作品タイトル不明
1025話 幕間・恋愛戦争の行方その1
「うーん」
自宅の自室で、腕を組んで考える。
悩んでいることは、カナデ達から受けた告白だ。
色々な問題は片付いた。
なら、そろそろ答えを出さないといけない。
「とはいえ……どうすればいいんだ?」
カナデ達は、大事な仲間だ。
それはそれとして。
とても魅力的な女性だ。
想いを寄せられているなんて、出来すぎた話というか……
まだ少し、信じられないところがある。
とはいえ、ありえない、と否定することはない。
そんなことは、彼女達の想いをばかにするようなものだ。
「魅力的……なんだよな」
ドキドキする。
なんともいえない、複雑な感情が湧いてくる。
彼女達は大事な仲間だけど……
でも、それだけじゃなくて、一人の女性としても見ていた。
ただ……
「これは、どうしたら……?」
どうにもこうにも答えを定めることができず、俺は頭を抱えた。
――――――――――
「何回目になるかわからないからもう回数を数えるのは止めたけど、これからドキ☆ レインのハートを射止めよう! の会議を始めるよ!」
カナデは、ビシッとポーズを決めつつ、そう言い放つ。
ただ、語る内容があまりにもアレなので、かっこよさなんてものは欠片もない。
そんなカナデ達は、裏庭に新築したテラスに集まっていた。
家の中だと、レインに話を聞かれるかもしれない。
ならばいっそのこと、外に出てしまえばいい。
外なら自然の音があるため、同じ場所にやってきたり、大きな声を出さない限り聞かれることはないだろう。
「ふむ……質問をいいか?」
エーデルワイスが挙手をする。
そして、ごくごく当たり前のように言う。
「なぜ、このような無用な会議を?」
「え? 無用?」
「我が主は、私と結ばれるのだからな。
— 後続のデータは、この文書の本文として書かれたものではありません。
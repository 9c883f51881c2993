//! Import address classification.
//!
//! An import address is one of three things:
//!
//! - `./x` or `../x`: a file relative to the importing document
//! - `@alias/x`: a file under a path alias declared in the manifest
//! - `owner/repo[@ref]` or `host/owner/repo[@ref]`: an external git package
//!
//! Classification is purely syntactic. Whether an external-shaped address
//! actually names a local file is decided by the loader, which can look.

use std::collections::BTreeMap;
use std::fmt;
use std::path::{Path, PathBuf};

use crate::core::error::{Error, Result};
use crate::core::package_key::PackageKey;
use crate::util::fs::join_within;

/// A classified import address.
#[derive(Debug, Clone, PartialEq, Eq)]
pub enum ImportAddress {
    /// Path relative to the importing document.
    Relative(PathBuf),

    /// Path under a declared alias.
    Alias { alias: String, subpath: PathBuf },

    /// An external package, optionally pinned and aliased.
    External {
        key: PackageKey,
        git_ref: Option<String>,
        alias: Option<String>,
    },
}

impl fmt::Display for ImportAddress {
    fn fmt(&self, f: &mut fmt::Formatter<'_>) -> fmt::Result {
        match self {
            ImportAddress::Relative(path) => write!(f, "{}", path.display()),
            ImportAddress::Alias { alias, subpath } => {
                write!(f, "{}/{}", alias, subpath.display())
            }
            ImportAddress::External { key, git_ref, .. } => match git_ref {
                Some(r) => write!(f, "{}@{}", key, r),
                None => write!(f, "{}", key),
            },
        }
    }
}

/// Path aliases declared under `paths:` in the manifest.
///
/// Keys are stored without a trailing `/`, sorted longest first so the first
/// match is the longest prefix.
#[derive(Debug, Clone, Default, PartialEq, Eq)]
pub struct PathAliases {
    entries: Vec<(String, PathBuf)>,
}

impl PathAliases {
    /// Build aliases from the manifest `paths:` table, sandboxed to `root`.
    pub fn from_manifest(paths: &BTreeMap<String, String>, root: &Path) -> Result<Self> {
        let mut entries = Vec::with_capacity(paths.len());
        for (alias, target) in paths {
            if !alias.starts_with('@') {
                return Err(Error::config(format!(
                    "path alias `{}` must start with `@`",
                    alias
                )));
            }
            let name = alias.trim_end_matches('/');
            if name.len() < 2 {
                return Err(Error::config(format!("path alias `{}` is empty", alias)));
            }
            let resolved = join_within(root, root, Path::new(target)).ok_or_else(|| {
                Error::config(format!(
                    "path alias `{}` target `{}` resolves outside workspace boundary",
                    alias, target
                ))
            })?;
            entries.push((name.to_string(), resolved));
        }
        entries.sort_by(|a, b| b.0.len().cmp(&a.0.len()).then_with(|| a.0.cmp(&b.0)));
        Ok(PathAliases { entries })
    }

    /// Find the longest alias that prefixes `address`, returning it and the
    /// remaining subpath.
    pub fn match_prefix<'a>(&self, address: &'a str) -> Option<(&str, &'a str)> {
        self.entries.iter().find_map(|(alias, _)| {
            let rest = address.strip_prefix(alias.as_str())?;
            if rest.is_empty() {
                Some((alias.as_str(), rest))
            } else {
                rest.strip_prefix('/').map(|sub| (alias.as_str(), sub))
            }
        })
    }

    /// Resolved target directory for an alias.
    pub fn target(&self, alias: &str) -> Option<&Path> {
        self.entries
            .iter()
            .find(|(name, _)| name == alias)
            .map(|(_, target)| target.as_path())
    }

    /// Iterate over `(alias, target)` pairs, longest alias first.
    pub fn iter(&self) -> impl Iterator<Item = (&str, &Path)> {
        self.entries.iter().map(|(a, t)| (a.as_str(), t.as_path()))
    }

    pub fn is_empty(&self) -> bool {
        self.entries.is_empty()
    }
}

/// Classify an import address.
///
/// `alias` is the optional binding from `import "..." as Name`; it is only
/// meaningful for external packages and is carried through unchanged.
pub fn classify(address: &str, alias: Option<&str>, aliases: &PathAliases) -> Result<ImportAddress> {
    let address = address.trim();

    if address.starts_with("./") || address.starts_with("../") {
        return Ok(ImportAddress::Relative(PathBuf::from(address)));
    }

    if address.starts_with('@') {
        return match aliases.match_prefix(address) {
            Some((name, subpath)) => Ok(ImportAddress::Alias {
                alias: name.to_string(),
                subpath: PathBuf::from(subpath),
            }),
            None => Err(Error::config_with_help(
                format!("unresolved import `{}`: no matching path alias", address),
                "Declare the alias under `paths:` in model.yaml",
            )),
        };
    }

    let (source, git_ref) = match address.rsplit_once('@') {
        Some((source, r)) if !r.is_empty() && !r.contains('/') => (source, Some(r.to_string())),
        Some(_) => {
            return Err(Error::config(format!(
                "unresolved import `{}`: empty or malformed ref",
                address
            )))
        }
        None => (address, None),
    };

    match source.parse::<PackageKey>() {
        Ok(key) => Ok(ImportAddress::External {
            key,
            git_ref,
            alias: alias.map(str::to_string),
        }),
        Err(_) => Err(Error::config(format!(
            "unresolved import `{}`: expected `./path`, `@alias/path` or `owner/repo[@ref]`",
            address
        ))),
    }
}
なればこそ、このような会議は意味がないだろう?」
「ものすごい謎の自信!?」
「ちょっと、勝手に決めつけないでくれる!?」
エーデルワイスは本気だった。
そして、悪意もない。
ただただ単純に、自分がレインと結ばれる。
そこに欠片の疑問も抱いていないだけ。
魔王さまは、わがままなのだ。
「まあ、エーデルワイスさんの戯言は放っておいて」
「戯言だと!?」
「まず最初に確認しておきたいのですが、レインさまを慕っているのはここにいる全員でよろしいのですの?」
イリスの問いかけに、皆が顔を赤くする。
「う、うん……私は、レインのことが好きだよ」
「そうね。レインをあたしのものにしたいわ」
「ソラは、レインが好きです」
「我も好きなのだ!」
「……すき」
「せやな、理想的な旦那さまやなー」
「ずっと一緒にいたいな」
「わふっ、レインと一緒!」
「わ、ワタシなんかだとは思いますが、でもでも……!」
「アニキはアニキだけじゃなくて、ドキドキするアニキっす!」
「わたくしは、主さまに全てを捧げたいと思います」
表現はそれぞれではあるが、想いは一致した。
今まで、巧妙に想いを隠してきた者もいるのだけど……
この場で隠す必要はない。
それは皆に対する裏切りのようなもの。
それと、ここで素直にならないと置いていかれる可能性がある。
故に、素直に自分の気持ちを吐露することにした。
「なるほど、わかりましたわ。まったく……レインさまは、とても罪作りな方ですわね」
「それは同意ね」
「たらし、というやつなのだ!」
「たらし……?」
「ほいほーい、教育に悪いから、そういう言葉はやめとこなー?」
「でも」
リファが、さも当然のように言う。
「たらされた、ボク達も悪いよね?」
「「「……」」」
それもまた事実だ。
レインが意図的にたらしこもうとしていたのなら、話は別なのだけど……
そういう意図はないだろう。
いつも誠実で、そしてまっすぐでいただけ。
そんな彼に、皆が心惹かれただけ。
結果……
今のような修羅場一歩手前の状況ができあがる。
「わたくしは、レインさまを譲るつもりはありませんわ」
宣戦布告をするかのように。
イリスは、誰よりも先にそう言ってみせた。